**What you should do:** The answer must consist of each line below that holds the word "operators", copied as it stands.

**Exercise input:**

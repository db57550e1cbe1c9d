// ==========================================
// Roster import - column mapping
// ==========================================
// {entity: {logical_field: source_column}}
// Defaults are the column headers of the source spreadsheet; every
// entry can be overridden from the config file without code changes.
// ==========================================

use crate::domain::EntityKind;
use serde::{Deserialize, Serialize};

/// (section, field) pairs that only narrow a parent lookup; sheets may omit them
const OPTIONAL_SCOPE_COLUMNS: [(&str, &str); 6] = [
    ("municipalities", "department"),
    ("electoral_seats", "department"),
    ("electoral_seats", "province"),
    ("polling_places", "department"),
    ("polling_places", "province"),
    ("polling_places", "municipality"),
];

fn col(name: &str) -> String {
    name.to_string()
}

#[derive(Debug, Clone, PartialEq, Eq, Serialize, Deserialize)]
#[serde(default)]
pub struct LeaderColumns {
    pub name: String,
    pub title: String,
    pub phone: String,
}

impl Default for LeaderColumns {
    fn default() -> Self {
        Self {
            name: col("nombre"),
            title: col("cargo"),
            phone: col("celular"),
        }
    }
}

/// Shared shape of coordinators, operators and notaries
#[derive(Debug, Clone, PartialEq, Eq, Serialize, Deserialize)]
#[serde(default)]
pub struct PersonColumns {
    pub name: String,
    pub national_id: String,
    pub issued_in: String,
    pub phone: String,
    pub email: String,
    pub title: String,
}

impl Default for PersonColumns {
    fn default() -> Self {
        Self {
            name: col("nombre"),
            national_id: col("ci"),
            issued_in: col("expedido"),
            phone: col("celular"),
            email: col("correo"),
            title: col("cargo"),
        }
    }
}

#[derive(Debug, Clone, PartialEq, Eq, Serialize, Deserialize)]
#[serde(default)]
pub struct CoordinatorColumns {
    /// Leader name
    pub leader: String,
    #[serde(flatten)]
    pub person: PersonColumns,
}

impl Default for CoordinatorColumns {
    fn default() -> Self {
        Self {
            leader: col("jefe"),
            person: PersonColumns::default(),
        }
    }
}

#[derive(Debug, Clone, PartialEq, Eq, Serialize, Deserialize)]
#[serde(default)]
pub struct GroupColumns {
    /// Coordinator national id
    pub coordinator: String,
    pub name: String,
}

impl Default for GroupColumns {
    fn default() -> Self {
        Self {
            coordinator: col("coordinador_ci"),
            name: col("nombre"),
        }
    }
}

#[derive(Debug, Clone, PartialEq, Eq, Serialize, Deserialize)]
#[serde(default)]
pub struct DepartmentColumns {
    pub name: String,
}

impl Default for DepartmentColumns {
    fn default() -> Self {
        Self { name: col("nombre") }
    }
}

#[derive(Debug, Clone, PartialEq, Eq, Serialize, Deserialize)]
#[serde(default)]
pub struct ProvinceColumns {
    pub department: String,
    pub name: String,
    pub is_urban: String,
}

impl Default for ProvinceColumns {
    fn default() -> Self {
        Self {
            department: col("departamento"),
            name: col("nombre"),
            is_urban: col("es_urbano"),
        }
    }
}

#[derive(Debug, Clone, PartialEq, Eq, Serialize, Deserialize)]
#[serde(default)]
pub struct MunicipalityColumns {
    /// Optional: narrows the province lookup when present
    pub department: String,
    pub province: String,
    pub name: String,
}

impl Default for MunicipalityColumns {
    fn default() -> Self {
        Self {
            department: col("departamento"),
            province: col("provincia"),
            name: col("nombre"),
        }
    }
}

#[derive(Debug, Clone, PartialEq, Eq, Serialize, Deserialize)]
#[serde(default)]
pub struct ElectoralSeatColumns {
    /// Optional: narrows the municipality lookup when present
    pub department: String,
    /// Optional: narrows the municipality lookup when present
    pub province: String,
    pub municipality: String,
    pub name: String,
}

impl Default for ElectoralSeatColumns {
    fn default() -> Self {
        Self {
            department: col("departamento"),
            province: col("provincia"),
            municipality: col("municipio"),
            name: col("nombre"),
        }
    }
}

#[derive(Debug, Clone, PartialEq, Eq, Serialize, Deserialize)]
#[serde(default)]
pub struct PollingPlaceColumns {
    /// Optional: narrows the seat lookup when present
    pub department: String,
    /// Optional: narrows the seat lookup when present
    pub province: String,
    /// Optional: narrows the seat lookup when present
    pub municipality: String,
    pub electoral_seat: String,
    pub name: String,
    pub address: String,
    pub district: String,
}

impl Default for PollingPlaceColumns {
    fn default() -> Self {
        Self {
            department: col("departamento"),
            province: col("provincia"),
            municipality: col("municipio"),
            electoral_seat: col("asiento_electoral"),
            name: col("nombre"),
            address: col("direccion"),
            district: col("distrito"),
        }
    }
}

#[derive(Debug, Clone, PartialEq, Eq, Serialize, Deserialize)]
#[serde(default)]
pub struct OperatorColumns {
    pub group: String,
    pub electoral_seat: String,
    pub polling_place: String,
    #[serde(flatten)]
    pub person: PersonColumns,
}

impl Default for OperatorColumns {
    fn default() -> Self {
        Self {
            group: col("grupo"),
            electoral_seat: col("asiento_electoral"),
            polling_place: col("recinto"),
            person: PersonColumns::default(),
        }
    }
}

#[derive(Debug, Clone, PartialEq, Eq, Serialize, Deserialize)]
#[serde(default)]
pub struct NotaryColumns {
    pub electoral_seat: String,
    pub polling_place: String,
    #[serde(flatten)]
    pub person: PersonColumns,
}

impl Default for NotaryColumns {
    fn default() -> Self {
        Self {
            electoral_seat: col("asiento_electoral"),
            polling_place: col("recinto"),
            person: PersonColumns::default(),
        }
    }
}

#[derive(Debug, Clone, PartialEq, Eq, Serialize, Deserialize)]
#[serde(default)]
pub struct TallySheetColumns {
    pub electoral_seat: String,
    pub polling_place: String,
    /// One or more codes, delimited
    pub codes: String,
}

impl Default for TallySheetColumns {
    fn default() -> Self {
        Self {
            electoral_seat: col("asiento_electoral"),
            polling_place: col("recinto"),
            codes: col("codigos"),
        }
    }
}

#[derive(Debug, Clone, PartialEq, Eq, Serialize, Deserialize)]
#[serde(default)]
pub struct AccountColumns {
    /// Operator national id
    pub operator: String,
    pub username: String,
    pub password: String,
}

impl Default for AccountColumns {
    fn default() -> Self {
        Self {
            operator: col("operador"),
            username: col("user"),
            password: col("password"),
        }
    }
}

#[derive(Debug, Clone, Default, PartialEq, Eq, Serialize, Deserialize)]
#[serde(default)]
pub struct ColumnMapping {
    pub leaders: LeaderColumns,
    pub coordinators: CoordinatorColumns,
    pub groups: GroupColumns,
    pub departments: DepartmentColumns,
    pub provinces: ProvinceColumns,
    pub municipalities: MunicipalityColumns,
    pub electoral_seats: ElectoralSeatColumns,
    pub polling_places: PollingPlaceColumns,
    pub operators: OperatorColumns,
    pub notaries: NotaryColumns,
    pub tally_sheets: TallySheetColumns,
    pub accounts: AccountColumns,
}

impl ColumnMapping {
    /// (entity section, field, source column) for every configured column
    pub fn entries(&self) -> Vec<(&'static str, &'static str, &str)> {
        let mut out = vec![
            ("leaders", "name", self.leaders.name.as_str()),
            ("leaders", "title", self.leaders.title.as_str()),
            ("leaders", "phone", self.leaders.phone.as_str()),
            ("coordinators", "leader", self.coordinators.leader.as_str()),
            ("groups", "coordinator", self.groups.coordinator.as_str()),
            ("groups", "name", self.groups.name.as_str()),
            ("departments", "name", self.departments.name.as_str()),
            ("provinces", "department", self.provinces.department.as_str()),
            ("provinces", "name", self.provinces.name.as_str()),
            ("provinces", "is_urban", self.provinces.is_urban.as_str()),
            ("municipalities", "department", self.municipalities.department.as_str()),
            ("municipalities", "province", self.municipalities.province.as_str()),
            ("municipalities", "name", self.municipalities.name.as_str()),
            ("electoral_seats", "department", self.electoral_seats.department.as_str()),
            ("electoral_seats", "province", self.electoral_seats.province.as_str()),
            ("electoral_seats", "municipality", self.electoral_seats.municipality.as_str()),
            ("electoral_seats", "name", self.electoral_seats.name.as_str()),
            ("polling_places", "department", self.polling_places.department.as_str()),
            ("polling_places", "province", self.polling_places.province.as_str()),
            ("polling_places", "municipality", self.polling_places.municipality.as_str()),
            ("polling_places", "electoral_seat", self.polling_places.electoral_seat.as_str()),
            ("polling_places", "name", self.polling_places.name.as_str()),
            ("polling_places", "address", self.polling_places.address.as_str()),
            ("polling_places", "district", self.polling_places.district.as_str()),
            ("operators", "group", self.operators.group.as_str()),
            ("operators", "electoral_seat", self.operators.electoral_seat.as_str()),
            ("operators", "polling_place", self.operators.polling_place.as_str()),
            ("notaries", "electoral_seat", self.notaries.electoral_seat.as_str()),
            ("notaries", "polling_place", self.notaries.polling_place.as_str()),
            ("tally_sheets", "electoral_seat", self.tally_sheets.electoral_seat.as_str()),
            ("tally_sheets", "polling_place", self.tally_sheets.polling_place.as_str()),
            ("tally_sheets", "codes", self.tally_sheets.codes.as_str()),
            ("accounts", "operator", self.accounts.operator.as_str()),
            ("accounts", "username", self.accounts.username.as_str()),
            ("accounts", "password", self.accounts.password.as_str()),
        ];
        for (section, person) in [
            ("coordinators", &self.coordinators.person),
            ("operators", &self.operators.person),
            ("notaries", &self.notaries.person),
        ] {
            out.push((section, "name", person.name.as_str()));
            out.push((section, "national_id", person.national_id.as_str()));
            out.push((section, "issued_in", person.issued_in.as_str()));
            out.push((section, "phone", person.phone.as_str()));
            out.push((section, "email", person.email.as_str()));
            out.push((section, "title", person.title.as_str()));
        }
        out
    }

    /// Config section holding the columns of one entity
    pub fn section(kind: EntityKind) -> &'static str {
        match kind {
            EntityKind::Leader => "leaders",
            EntityKind::Coordinator => "coordinators",
            EntityKind::Group => "groups",
            EntityKind::Department => "departments",
            EntityKind::Province => "provinces",
            EntityKind::Municipality => "municipalities",
            EntityKind::ElectoralSeat => "electoral_seats",
            EntityKind::PollingPlace => "polling_places",
            EntityKind::Operator => "operators",
            EntityKind::Notary => "notaries",
            EntityKind::TallySheet => "tally_sheets",
            EntityKind::Account => "accounts",
        }
    }

    /// (field, source column, required) for every column of one entity's sheet
    pub fn columns_for(&self, kind: EntityKind) -> Vec<(&'static str, &str, bool)> {
        let section = Self::section(kind);
        self.entries()
            .into_iter()
            .filter(|(s, _, _)| *s == section)
            .map(|(s, field, column)| {
                let optional = OPTIONAL_SCOPE_COLUMNS.contains(&(s, field));
                (field, column, !optional)
            })
            .collect()
    }
}

#[cfg(test)]
mod tests {
    use super::*;

    #[test]
    fn test_every_entity_has_columns() {
        let columns = ColumnMapping::default();
        for kind in EntityKind::ALL {
            assert!(!columns.columns_for(kind).is_empty(), "{}", kind);
        }
    }

    #[test]
    fn test_scope_columns_are_optional() {
        let columns = ColumnMapping::default();
        let required: Vec<&str> = columns
            .columns_for(EntityKind::PollingPlace)
            .into_iter()
            .filter(|(_, _, required)| *required)
            .map(|(_, column, _)| column)
            .collect();
        assert_eq!(
            required,
            vec!["asiento_electoral", "nombre", "direccion", "distrito"]
        );

        // the province sheet needs its department column
        assert!(columns
            .columns_for(EntityKind::Province)
            .iter()
            .all(|(_, _, required)| *required));
    }

    #[test]
    fn test_person_columns_belong_to_their_section() {
        let mut columns = ColumnMapping::default();
        columns.notaries.person.national_id = "documento".to_string();
        let notary: Vec<&str> = columns
            .columns_for(EntityKind::Notary)
            .into_iter()
            .map(|(_, column, _)| column)
            .collect();
        assert!(notary.contains(&"documento"));
        assert!(!columns
            .columns_for(EntityKind::Operator)
            .iter()
            .any(|(_, column, _)| *column == "documento"));
    }
}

**Solution:**
/// Shared shape of coordinators, operators and notaries
    pub operators: OperatorColumns,
            ("operators", "group", self.operators.group.as_str()),
            ("operators", "electoral_seat", self.operators.electoral_seat.as_str()),
            ("operators", "polling_place", self.operators.polling_place.as_str()),
            ("operators", &self.operators.person),
            EntityKind::Operator => "operators",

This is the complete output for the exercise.